[TASK] Every line from the top of the material through the line holding "async fn app()" should be copied exactly, and only those lines.

RECORDS SUPPLIED Block Start

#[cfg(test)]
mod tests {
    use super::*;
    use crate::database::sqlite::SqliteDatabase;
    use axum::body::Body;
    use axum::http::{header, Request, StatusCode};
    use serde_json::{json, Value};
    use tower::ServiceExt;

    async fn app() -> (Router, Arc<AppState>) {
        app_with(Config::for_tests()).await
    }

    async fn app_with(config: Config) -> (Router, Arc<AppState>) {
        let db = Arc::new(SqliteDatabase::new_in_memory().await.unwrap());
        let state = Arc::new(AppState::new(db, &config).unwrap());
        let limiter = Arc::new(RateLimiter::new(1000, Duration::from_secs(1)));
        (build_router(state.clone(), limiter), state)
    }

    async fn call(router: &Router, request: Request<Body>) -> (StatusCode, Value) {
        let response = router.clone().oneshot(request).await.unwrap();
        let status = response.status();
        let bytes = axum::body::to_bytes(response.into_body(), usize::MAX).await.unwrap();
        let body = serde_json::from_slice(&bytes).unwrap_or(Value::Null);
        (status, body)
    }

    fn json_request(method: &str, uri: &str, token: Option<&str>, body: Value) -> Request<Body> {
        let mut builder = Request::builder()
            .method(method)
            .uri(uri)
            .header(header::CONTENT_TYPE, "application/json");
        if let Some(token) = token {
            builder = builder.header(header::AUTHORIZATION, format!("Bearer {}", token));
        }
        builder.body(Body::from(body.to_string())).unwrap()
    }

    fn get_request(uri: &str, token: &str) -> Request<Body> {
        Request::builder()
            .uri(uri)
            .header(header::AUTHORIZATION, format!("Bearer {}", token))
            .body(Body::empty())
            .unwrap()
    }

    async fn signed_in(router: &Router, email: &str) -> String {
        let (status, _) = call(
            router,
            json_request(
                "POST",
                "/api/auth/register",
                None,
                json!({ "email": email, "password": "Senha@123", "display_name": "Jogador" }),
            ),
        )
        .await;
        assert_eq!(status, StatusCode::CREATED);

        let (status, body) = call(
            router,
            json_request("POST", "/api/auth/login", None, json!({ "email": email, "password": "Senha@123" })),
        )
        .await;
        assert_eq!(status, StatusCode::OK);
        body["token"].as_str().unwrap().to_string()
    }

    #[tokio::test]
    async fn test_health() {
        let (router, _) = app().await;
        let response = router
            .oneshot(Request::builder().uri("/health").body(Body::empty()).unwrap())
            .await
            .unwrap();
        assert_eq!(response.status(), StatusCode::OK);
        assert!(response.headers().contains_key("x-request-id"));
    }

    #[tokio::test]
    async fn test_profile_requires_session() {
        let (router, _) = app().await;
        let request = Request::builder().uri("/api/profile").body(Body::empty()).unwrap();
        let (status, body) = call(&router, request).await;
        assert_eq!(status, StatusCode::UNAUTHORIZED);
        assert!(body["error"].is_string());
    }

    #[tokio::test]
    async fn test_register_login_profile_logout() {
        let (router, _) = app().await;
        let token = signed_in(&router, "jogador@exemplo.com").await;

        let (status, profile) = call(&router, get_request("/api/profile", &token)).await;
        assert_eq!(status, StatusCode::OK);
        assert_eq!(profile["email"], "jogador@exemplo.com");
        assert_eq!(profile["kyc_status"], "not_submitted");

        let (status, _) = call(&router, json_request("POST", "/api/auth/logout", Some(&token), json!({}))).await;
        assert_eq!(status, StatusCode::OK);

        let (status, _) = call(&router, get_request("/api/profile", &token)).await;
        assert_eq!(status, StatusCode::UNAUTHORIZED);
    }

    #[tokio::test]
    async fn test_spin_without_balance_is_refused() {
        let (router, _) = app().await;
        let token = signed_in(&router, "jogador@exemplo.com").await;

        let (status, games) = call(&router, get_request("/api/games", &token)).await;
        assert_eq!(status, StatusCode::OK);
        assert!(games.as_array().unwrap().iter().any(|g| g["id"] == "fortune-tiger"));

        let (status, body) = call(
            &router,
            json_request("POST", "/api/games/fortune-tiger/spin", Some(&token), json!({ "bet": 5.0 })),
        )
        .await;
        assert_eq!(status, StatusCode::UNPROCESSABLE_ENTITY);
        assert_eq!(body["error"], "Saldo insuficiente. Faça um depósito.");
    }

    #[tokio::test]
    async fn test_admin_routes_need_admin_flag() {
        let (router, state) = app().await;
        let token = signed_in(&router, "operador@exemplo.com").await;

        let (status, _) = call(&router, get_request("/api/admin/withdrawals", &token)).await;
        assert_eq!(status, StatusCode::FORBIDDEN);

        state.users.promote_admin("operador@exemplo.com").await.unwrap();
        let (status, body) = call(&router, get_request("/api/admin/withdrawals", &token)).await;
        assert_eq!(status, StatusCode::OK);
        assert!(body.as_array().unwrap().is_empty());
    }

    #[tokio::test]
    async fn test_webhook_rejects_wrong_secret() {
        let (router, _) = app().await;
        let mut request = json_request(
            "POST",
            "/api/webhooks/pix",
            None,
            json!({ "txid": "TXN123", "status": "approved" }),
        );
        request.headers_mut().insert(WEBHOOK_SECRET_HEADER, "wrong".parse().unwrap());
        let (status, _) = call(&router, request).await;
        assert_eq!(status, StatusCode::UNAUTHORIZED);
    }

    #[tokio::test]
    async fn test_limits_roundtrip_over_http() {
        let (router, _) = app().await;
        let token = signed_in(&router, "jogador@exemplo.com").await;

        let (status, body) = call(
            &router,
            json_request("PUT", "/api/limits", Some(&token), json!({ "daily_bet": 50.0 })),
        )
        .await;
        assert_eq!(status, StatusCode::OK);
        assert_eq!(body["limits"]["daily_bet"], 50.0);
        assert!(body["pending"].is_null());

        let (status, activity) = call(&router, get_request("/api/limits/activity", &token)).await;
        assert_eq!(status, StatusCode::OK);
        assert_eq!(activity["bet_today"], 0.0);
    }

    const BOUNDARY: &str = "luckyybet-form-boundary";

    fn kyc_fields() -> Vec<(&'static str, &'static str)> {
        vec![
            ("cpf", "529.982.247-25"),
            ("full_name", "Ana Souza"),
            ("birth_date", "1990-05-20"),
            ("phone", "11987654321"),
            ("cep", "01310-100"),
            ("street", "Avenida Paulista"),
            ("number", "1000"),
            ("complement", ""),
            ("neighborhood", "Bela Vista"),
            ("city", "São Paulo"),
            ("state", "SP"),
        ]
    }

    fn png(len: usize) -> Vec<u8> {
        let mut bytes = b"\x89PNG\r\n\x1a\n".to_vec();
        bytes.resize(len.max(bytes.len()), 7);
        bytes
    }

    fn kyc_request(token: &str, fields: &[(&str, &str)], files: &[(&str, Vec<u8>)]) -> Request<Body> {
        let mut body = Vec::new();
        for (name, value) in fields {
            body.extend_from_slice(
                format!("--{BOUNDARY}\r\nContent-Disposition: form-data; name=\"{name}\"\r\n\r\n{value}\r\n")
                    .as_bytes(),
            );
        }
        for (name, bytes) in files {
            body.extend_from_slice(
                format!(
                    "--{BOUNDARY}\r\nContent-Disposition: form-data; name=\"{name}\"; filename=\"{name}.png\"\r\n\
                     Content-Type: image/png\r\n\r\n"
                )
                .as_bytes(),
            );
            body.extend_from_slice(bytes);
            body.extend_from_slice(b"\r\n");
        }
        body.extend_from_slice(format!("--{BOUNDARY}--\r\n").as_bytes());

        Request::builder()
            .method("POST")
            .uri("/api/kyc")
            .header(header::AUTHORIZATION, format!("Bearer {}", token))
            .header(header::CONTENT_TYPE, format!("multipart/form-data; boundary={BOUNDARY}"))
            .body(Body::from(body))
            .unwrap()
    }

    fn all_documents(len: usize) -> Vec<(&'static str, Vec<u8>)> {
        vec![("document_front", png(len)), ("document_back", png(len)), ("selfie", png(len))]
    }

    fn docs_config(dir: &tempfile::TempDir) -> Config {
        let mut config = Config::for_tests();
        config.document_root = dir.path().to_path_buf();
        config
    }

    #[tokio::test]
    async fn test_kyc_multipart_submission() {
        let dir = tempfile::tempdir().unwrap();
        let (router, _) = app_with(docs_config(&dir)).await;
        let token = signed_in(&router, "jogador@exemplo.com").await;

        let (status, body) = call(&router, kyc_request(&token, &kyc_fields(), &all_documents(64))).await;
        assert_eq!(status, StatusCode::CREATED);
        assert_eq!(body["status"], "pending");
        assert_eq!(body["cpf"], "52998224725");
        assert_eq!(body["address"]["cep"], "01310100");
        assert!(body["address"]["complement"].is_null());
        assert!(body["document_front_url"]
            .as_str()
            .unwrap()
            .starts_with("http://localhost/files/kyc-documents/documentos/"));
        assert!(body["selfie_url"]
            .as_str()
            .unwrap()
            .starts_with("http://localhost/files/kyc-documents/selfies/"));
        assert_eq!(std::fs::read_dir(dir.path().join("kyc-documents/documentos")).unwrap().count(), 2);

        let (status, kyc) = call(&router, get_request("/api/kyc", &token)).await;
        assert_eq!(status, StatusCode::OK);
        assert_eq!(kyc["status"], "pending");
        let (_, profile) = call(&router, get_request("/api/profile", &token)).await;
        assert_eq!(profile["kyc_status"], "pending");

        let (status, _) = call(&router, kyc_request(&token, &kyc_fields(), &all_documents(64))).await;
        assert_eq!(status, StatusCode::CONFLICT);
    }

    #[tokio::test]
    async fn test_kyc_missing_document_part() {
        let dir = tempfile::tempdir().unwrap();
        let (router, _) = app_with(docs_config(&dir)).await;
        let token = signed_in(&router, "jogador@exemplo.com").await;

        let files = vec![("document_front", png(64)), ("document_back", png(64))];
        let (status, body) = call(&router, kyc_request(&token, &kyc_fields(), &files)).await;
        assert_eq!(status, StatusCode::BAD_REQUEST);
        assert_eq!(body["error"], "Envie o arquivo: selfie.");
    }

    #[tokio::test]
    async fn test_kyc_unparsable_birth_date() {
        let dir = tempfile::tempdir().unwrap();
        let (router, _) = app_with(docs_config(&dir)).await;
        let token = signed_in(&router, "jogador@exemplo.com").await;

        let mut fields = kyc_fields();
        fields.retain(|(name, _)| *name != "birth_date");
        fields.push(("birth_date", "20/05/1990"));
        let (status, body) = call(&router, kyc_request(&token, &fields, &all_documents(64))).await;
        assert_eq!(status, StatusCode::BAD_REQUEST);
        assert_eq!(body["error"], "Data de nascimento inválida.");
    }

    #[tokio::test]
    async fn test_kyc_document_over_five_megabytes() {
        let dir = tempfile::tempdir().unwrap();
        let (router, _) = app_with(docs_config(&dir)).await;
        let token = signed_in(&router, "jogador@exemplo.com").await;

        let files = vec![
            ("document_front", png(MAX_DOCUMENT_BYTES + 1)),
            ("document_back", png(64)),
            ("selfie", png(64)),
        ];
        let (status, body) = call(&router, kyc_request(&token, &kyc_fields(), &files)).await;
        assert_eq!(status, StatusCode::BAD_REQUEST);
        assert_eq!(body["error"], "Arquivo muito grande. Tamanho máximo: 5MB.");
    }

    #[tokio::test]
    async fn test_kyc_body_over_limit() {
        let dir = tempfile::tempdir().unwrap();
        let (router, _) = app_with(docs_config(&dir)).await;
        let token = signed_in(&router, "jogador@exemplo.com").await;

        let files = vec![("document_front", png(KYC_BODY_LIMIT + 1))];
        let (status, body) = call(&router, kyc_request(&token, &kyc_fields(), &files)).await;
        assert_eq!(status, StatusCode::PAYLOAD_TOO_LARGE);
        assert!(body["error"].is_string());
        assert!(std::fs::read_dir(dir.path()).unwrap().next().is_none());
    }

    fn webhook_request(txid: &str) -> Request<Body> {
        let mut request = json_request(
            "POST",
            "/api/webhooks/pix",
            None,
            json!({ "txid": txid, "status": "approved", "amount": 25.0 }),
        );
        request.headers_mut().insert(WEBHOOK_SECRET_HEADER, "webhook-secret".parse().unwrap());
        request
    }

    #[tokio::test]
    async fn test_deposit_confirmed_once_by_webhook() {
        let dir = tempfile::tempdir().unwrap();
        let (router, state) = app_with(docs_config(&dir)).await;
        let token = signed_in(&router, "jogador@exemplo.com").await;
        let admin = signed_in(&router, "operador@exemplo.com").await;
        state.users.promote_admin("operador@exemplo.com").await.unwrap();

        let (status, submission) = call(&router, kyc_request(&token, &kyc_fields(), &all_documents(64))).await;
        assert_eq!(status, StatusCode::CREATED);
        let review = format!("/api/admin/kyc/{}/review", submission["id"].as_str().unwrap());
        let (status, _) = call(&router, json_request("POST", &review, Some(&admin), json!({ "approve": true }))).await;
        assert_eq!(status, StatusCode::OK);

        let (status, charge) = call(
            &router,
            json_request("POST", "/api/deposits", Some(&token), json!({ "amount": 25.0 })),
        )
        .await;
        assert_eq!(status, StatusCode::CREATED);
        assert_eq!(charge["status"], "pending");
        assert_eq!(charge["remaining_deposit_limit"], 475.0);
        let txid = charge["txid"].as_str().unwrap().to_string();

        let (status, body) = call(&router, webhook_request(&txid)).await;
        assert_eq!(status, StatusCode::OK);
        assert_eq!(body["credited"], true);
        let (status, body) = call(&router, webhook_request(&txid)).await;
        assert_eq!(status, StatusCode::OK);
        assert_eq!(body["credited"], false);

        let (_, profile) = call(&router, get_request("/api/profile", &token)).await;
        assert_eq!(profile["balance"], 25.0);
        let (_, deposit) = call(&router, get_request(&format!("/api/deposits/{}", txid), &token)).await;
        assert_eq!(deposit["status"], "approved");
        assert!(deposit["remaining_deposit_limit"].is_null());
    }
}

RECORDS SUPPLIED Block End

[TASK RESPONSE]
#[cfg(test)]
mod tests {
    use super::*;
    use crate::database::sqlite::SqliteDatabase;
    use axum::body::Body;
    use axum::http::{header, Request, StatusCode};
    use serde_json::{json, Value};
    use tower::ServiceExt;

    async fn app() -> (Router, Arc<AppState>) {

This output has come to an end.